(Beginning of RAW DATA)
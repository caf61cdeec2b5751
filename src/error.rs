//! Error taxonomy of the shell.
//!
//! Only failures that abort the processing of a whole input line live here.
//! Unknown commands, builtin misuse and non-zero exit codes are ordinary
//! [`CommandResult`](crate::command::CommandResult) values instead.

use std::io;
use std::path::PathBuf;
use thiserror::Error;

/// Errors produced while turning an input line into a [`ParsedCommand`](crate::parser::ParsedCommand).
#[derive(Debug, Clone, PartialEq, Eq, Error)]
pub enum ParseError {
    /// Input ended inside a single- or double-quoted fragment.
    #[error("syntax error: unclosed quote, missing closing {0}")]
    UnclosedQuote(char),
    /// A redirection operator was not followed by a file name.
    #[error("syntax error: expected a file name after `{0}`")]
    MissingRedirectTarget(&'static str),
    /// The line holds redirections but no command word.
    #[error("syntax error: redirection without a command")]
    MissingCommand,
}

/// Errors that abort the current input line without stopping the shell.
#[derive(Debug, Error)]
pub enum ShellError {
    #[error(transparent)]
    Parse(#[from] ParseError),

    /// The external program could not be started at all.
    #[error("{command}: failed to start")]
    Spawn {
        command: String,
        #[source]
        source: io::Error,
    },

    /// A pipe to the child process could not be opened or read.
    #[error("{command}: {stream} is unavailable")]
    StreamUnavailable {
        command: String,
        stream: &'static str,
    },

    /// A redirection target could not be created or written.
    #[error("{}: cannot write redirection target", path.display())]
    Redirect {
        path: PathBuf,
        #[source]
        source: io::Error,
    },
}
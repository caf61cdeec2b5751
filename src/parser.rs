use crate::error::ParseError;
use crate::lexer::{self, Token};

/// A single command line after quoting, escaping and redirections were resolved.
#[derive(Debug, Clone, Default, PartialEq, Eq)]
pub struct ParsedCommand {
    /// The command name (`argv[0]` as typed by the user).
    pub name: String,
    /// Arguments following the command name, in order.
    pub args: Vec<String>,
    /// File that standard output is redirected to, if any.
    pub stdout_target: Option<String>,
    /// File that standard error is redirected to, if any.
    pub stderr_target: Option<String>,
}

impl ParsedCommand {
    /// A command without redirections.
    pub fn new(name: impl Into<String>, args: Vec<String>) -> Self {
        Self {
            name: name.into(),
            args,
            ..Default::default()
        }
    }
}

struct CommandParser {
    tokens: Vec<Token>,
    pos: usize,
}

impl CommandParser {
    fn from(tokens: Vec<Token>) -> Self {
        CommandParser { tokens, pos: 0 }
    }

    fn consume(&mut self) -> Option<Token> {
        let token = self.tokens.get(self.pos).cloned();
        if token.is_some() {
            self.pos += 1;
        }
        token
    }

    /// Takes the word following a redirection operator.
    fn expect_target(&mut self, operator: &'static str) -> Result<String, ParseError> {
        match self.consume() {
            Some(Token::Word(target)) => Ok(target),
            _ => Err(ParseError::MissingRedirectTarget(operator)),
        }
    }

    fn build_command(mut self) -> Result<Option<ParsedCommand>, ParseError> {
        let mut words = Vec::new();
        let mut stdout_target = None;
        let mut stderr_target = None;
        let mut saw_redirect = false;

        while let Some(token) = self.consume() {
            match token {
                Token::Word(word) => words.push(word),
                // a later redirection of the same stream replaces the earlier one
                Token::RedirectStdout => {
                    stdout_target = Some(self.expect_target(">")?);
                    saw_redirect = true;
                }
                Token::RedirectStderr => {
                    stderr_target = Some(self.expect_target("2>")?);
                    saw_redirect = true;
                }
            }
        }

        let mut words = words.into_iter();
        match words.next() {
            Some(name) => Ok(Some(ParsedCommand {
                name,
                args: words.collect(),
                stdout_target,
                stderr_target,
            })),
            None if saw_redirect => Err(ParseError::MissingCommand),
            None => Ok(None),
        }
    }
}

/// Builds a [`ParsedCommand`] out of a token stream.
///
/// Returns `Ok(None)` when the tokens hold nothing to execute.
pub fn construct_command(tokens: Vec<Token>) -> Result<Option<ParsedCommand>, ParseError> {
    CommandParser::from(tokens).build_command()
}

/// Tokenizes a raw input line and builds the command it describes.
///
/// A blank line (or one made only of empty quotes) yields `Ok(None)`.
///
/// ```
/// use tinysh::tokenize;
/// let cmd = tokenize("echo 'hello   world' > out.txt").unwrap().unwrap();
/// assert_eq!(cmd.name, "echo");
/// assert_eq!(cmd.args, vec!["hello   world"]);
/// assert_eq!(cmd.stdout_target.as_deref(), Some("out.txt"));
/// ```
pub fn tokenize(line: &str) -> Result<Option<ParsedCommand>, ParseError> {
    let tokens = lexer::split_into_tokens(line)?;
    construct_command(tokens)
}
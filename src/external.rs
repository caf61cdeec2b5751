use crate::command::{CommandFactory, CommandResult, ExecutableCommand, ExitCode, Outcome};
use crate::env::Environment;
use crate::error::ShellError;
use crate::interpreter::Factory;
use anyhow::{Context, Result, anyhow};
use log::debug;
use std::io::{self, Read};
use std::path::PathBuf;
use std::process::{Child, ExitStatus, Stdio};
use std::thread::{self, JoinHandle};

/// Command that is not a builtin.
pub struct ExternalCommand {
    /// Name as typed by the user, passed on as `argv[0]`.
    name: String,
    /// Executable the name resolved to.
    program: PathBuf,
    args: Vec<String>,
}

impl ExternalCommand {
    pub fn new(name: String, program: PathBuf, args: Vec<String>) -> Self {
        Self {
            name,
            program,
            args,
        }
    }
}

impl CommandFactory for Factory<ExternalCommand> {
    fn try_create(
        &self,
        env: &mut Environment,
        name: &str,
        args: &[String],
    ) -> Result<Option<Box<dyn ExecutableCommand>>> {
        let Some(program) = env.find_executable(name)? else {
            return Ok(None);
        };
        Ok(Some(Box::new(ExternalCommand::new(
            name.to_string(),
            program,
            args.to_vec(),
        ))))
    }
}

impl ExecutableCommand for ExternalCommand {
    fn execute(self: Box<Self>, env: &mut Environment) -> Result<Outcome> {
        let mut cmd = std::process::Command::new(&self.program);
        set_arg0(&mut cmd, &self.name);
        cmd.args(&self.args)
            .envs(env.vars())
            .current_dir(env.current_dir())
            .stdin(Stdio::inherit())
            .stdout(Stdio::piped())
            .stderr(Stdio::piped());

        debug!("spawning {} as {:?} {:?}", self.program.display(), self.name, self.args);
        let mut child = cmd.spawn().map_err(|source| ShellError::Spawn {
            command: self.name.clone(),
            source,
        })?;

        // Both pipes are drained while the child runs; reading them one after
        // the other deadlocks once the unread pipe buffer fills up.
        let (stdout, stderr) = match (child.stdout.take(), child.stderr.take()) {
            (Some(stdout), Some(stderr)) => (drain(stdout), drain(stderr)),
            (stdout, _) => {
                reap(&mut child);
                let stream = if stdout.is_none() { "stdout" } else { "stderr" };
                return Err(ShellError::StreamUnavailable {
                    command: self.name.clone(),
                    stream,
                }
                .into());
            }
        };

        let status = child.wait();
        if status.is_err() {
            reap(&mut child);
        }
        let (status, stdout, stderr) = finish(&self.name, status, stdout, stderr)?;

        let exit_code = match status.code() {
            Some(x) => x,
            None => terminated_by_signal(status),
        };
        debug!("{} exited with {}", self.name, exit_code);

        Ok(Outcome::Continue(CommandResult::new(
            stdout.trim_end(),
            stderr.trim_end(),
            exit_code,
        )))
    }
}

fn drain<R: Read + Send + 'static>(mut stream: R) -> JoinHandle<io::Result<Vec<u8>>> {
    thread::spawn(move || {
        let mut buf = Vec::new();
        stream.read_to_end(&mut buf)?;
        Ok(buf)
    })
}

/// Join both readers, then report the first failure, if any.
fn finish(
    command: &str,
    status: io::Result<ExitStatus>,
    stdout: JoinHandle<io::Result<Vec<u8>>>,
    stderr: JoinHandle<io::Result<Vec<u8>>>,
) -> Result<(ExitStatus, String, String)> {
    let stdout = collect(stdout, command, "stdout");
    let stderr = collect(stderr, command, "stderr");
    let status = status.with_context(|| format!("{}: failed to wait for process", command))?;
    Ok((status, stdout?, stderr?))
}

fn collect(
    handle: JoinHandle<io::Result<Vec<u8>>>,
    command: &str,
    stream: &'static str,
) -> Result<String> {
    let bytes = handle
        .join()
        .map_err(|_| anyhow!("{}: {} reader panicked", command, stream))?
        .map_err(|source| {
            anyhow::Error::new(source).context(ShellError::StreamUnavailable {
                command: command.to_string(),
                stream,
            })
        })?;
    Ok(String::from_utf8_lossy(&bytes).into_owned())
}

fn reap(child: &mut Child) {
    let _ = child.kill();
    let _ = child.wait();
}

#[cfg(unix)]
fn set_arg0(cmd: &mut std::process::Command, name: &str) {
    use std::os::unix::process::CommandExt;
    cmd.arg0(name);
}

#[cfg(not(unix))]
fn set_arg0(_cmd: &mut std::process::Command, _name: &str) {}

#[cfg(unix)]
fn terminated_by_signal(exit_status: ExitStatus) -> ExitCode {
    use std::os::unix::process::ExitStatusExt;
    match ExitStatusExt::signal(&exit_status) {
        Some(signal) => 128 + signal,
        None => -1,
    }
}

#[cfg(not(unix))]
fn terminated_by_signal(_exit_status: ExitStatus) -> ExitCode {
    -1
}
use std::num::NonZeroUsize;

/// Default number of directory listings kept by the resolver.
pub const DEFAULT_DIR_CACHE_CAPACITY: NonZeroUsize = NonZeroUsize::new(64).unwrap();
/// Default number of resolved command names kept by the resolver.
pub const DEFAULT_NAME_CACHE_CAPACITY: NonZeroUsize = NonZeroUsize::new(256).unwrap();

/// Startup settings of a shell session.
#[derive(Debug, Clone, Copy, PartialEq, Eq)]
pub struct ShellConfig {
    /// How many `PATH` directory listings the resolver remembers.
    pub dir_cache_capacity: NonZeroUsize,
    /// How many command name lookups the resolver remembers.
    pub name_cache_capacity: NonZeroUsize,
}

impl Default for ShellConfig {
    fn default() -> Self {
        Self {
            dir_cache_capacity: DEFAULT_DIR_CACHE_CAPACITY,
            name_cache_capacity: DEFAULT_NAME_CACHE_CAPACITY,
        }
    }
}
(End of RAW DATA)
(Beginning of RAW DATA)
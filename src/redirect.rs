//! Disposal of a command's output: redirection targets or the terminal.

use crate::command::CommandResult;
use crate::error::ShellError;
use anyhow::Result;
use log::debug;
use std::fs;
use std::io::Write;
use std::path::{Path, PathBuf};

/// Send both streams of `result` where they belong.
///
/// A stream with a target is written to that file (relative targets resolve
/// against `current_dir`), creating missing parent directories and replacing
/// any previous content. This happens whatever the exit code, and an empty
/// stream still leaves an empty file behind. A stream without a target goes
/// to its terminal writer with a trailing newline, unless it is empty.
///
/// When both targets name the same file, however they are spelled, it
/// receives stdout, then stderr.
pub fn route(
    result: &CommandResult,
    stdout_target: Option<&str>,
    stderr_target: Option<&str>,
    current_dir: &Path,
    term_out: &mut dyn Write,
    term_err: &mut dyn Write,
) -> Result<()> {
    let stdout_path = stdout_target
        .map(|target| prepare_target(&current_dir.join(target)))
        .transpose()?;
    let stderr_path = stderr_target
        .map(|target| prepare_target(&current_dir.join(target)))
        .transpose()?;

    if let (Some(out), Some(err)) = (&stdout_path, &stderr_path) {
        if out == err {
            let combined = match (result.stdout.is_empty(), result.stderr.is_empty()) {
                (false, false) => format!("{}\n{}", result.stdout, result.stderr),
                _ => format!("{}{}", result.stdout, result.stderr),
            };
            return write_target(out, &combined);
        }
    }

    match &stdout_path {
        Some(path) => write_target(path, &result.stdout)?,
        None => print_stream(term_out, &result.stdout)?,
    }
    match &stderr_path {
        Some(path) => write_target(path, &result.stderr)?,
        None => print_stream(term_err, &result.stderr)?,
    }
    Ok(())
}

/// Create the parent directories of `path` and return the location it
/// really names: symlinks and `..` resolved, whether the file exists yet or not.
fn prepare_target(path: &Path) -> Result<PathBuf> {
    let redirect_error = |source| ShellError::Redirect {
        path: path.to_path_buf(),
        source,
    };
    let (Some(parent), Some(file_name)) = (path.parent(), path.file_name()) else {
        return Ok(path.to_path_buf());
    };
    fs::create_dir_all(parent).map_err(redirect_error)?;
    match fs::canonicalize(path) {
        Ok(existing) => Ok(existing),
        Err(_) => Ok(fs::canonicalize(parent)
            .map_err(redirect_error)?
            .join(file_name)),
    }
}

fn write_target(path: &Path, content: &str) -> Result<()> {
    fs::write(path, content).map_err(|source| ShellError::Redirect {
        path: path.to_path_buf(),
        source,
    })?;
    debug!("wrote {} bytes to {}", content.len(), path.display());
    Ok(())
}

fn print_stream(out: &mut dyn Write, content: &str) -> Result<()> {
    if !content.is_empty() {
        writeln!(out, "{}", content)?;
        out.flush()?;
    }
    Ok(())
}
(End of RAW DATA)
◆ WHAT YOU SHOULD DO:
Go through the records. Copy each line where "execute" appears.

◆ RESULT FOR THIS TASK:
/// Returns `Ok(None)` when the tokens hold nothing to execute.
    fn execute(self: Box<Self>, env: &mut Environment) -> Result<Outcome> {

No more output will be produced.